TASK: Could you copy every entry exactly, with nothing changed?

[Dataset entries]

BEGIN

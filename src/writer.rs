//! Report delivery to a gadget endpoint opened non-blocking.
//!
//! A HID gadget endpoint only accepts a report once the host has polled the
//! previous one, so writes routinely fail with `EAGAIN`. [`ReliableWriter`]
//! keeps retrying, yielding the CPU between attempts, until the whole
//! report is written or the timeout runs out.

use std::fs::{File, OpenOptions};
use std::io::{self, Write};
use std::os::unix::fs::OpenOptionsExt;
use std::path::Path;
use std::thread;
use std::time::{Duration, Instant};

use nix::fcntl::OFlag;
use tracing::{debug, trace};

use crate::config::WRITE_TIMEOUT;
use crate::error::{Error, Result};
use crate::hid::{HidReport, MAX_REPORT_SIZE};

/// Open a HID gadget device for non-blocking reads and writes.
pub fn open_device(path: &Path) -> Result<File> {
    OpenOptions::new()
        .read(true)
        .write(true)
        .custom_flags(OFlag::O_NONBLOCK.bits())
        .open(path)
        .map_err(|source| Error::DeviceUnavailable {
            path: path.to_path_buf(),
            source,
        })
}

/// Wraps one device handle with the retry/timeout write policy.
#[derive(Debug)]
pub struct ReliableWriter<W> {
    inner: W,
    timeout: Duration,
}

impl<W: Write> ReliableWriter<W> {
    pub fn new(inner: W) -> Self {
        Self::with_timeout(inner, WRITE_TIMEOUT)
    }

    pub fn with_timeout(inner: W, timeout: Duration) -> Self {
        Self { inner, timeout }
    }

    pub fn timeout(&self) -> Duration {
        self.timeout
    }

    /// Write all of `buf`.
    ///
    /// Would-block and interrupted writes are retried. Returns
    /// [`Error::WriteTimedOut`] once more than the timeout has passed since
    /// the first attempt with bytes still outstanding, and [`Error::Io`] for
    /// any other failure.
    pub fn write_report(&mut self, buf: &[u8]) -> Result<()> {
        let start = Instant::now();
        let mut remaining = buf;

        while !remaining.is_empty() {
            match self.inner.write(remaining) {
                Ok(n) if n > 0 => {
                    remaining = &remaining[n..];
                    continue;
                }
                Ok(_) => trace!("device accepted nothing"),
                Err(err)
                    if matches!(
                        err.kind(),
                        io::ErrorKind::WouldBlock | io::ErrorKind::Interrupted
                    ) =>
                {
                    trace!(kind = ?err.kind(), "device busy");
                }
                Err(err) => return Err(Error::Io(err)),
            }

            if start.elapsed() > self.timeout {
                debug!(
                    unsent = remaining.len(),
                    len = buf.len(),
                    "hid write timeout"
                );
                return Err(Error::WriteTimedOut);
            }
            thread::yield_now();
        }
        Ok(())
    }

    /// Serialise and write one report.
    pub fn send(&mut self, report: &HidReport) -> Result<()> {
        let mut buf = [0u8; MAX_REPORT_SIZE];
        let n = report.serialize(&mut buf);
        self.write_report(&buf[..n])
    }

    pub fn get_ref(&self) -> &W {
        &self.inner
    }

    pub fn into_inner(self) -> W {
        self.inner
    }
}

END

TASK OUTPUT:
filename src/writer.rs
//! Report delivery to a gadget endpoint opened non-blocking.
//!
//! A HID gadget endpoint only accepts a report once the host has polled the
//! previous one, so writes routinely fail with `EAGAIN`. [`ReliableWriter`]
//! keeps retrying, yielding the CPU between attempts, until the whole
//! report is written or the timeout runs out.

use std::fs::{File, OpenOptions};
use std::io::{self, Write};
use std::os::unix::fs::OpenOptionsExt;
use std::path::Path;
use std::thread;
use std::time::{Duration, Instant};

use nix::fcntl::OFlag;
use tracing::{debug, trace};

use crate::config::WRITE_TIMEOUT;
use crate::error::{Error, Result};
use crate::hid::{HidReport, MAX_REPORT_SIZE};

/// Open a HID gadget device for non-blocking reads and writes.
pub fn open_device(path: &Path) -> Result<File> {
    OpenOptions::new()
        .read(true)
        .write(true)
        .custom_flags(OFlag::O_NONBLOCK.bits())
        .open(path)
        .map_err(|source| Error::DeviceUnavailable {
            path: path.to_path_buf(),
            source,
        })
}

/// Wraps one device handle with the retry/timeout write policy.
#[derive(Debug)]
pub struct ReliableWriter<W> {
    inner: W,
    timeout: Duration,
}

impl<W: Write> ReliableWriter<W> {
    pub fn new(inner: W) -> Self {
        Self::with_timeout(inner, WRITE_TIMEOUT)
    }

    pub fn with_timeout(inner: W, timeout: Duration) -> Self {
        Self { inner, timeout }
    }

    pub fn timeout(&self) -> Duration {
        self.timeout
    }

    /// Write all of `buf`.
    ///
    /// Would-block and interrupted writes are retried. Returns
    /// [`Error::WriteTimedOut`] once more than the timeout has passed since
    /// the first attempt with bytes still outstanding, and [`Error::Io`] for
    /// any other failure.
    pub fn write_report(&mut self, buf: &[u8]) -> Result<()> {
        let start = Instant::now();
        let mut remaining = buf;

        while !remaining.is_empty() {
            match self.inner.write(remaining) {
                Ok(n) if n > 0 => {
                    remaining = &remaining[n..];
                    continue;
                }
                Ok(_) => trace!("device accepted nothing"),
                Err(err)
                    if matches!(
                        err.kind(),
                        io::ErrorKind::WouldBlock | io::ErrorKind::Interrupted
                    ) =>
                {
                    trace!(kind = ?err.kind(), "device busy");
                }
                Err(err) => return Err(Error::Io(err)),
            }

            if start.elapsed() > self.timeout {
                debug!(
                    unsent = remaining.len(),
                    len = buf.len(),
                    "hid write timeout"
                );
                return Err(Error::WriteTimedOut);
            }
            thread::yield_now();
        }
        Ok(())
    }

    /// Serialise and write one report.
    pub fn send(&mut self, report: &HidReport) -> Result<()> {
        let mut buf = [0u8; MAX_REPORT_SIZE];
        let n = report.serialize(&mut buf);
        self.write_report(&buf[..n])
    }

    pub fn get_ref(&self) -> &W {
        &self.inner
    }

    pub fn into_inner(self) -> W {
        self.inner
    }
}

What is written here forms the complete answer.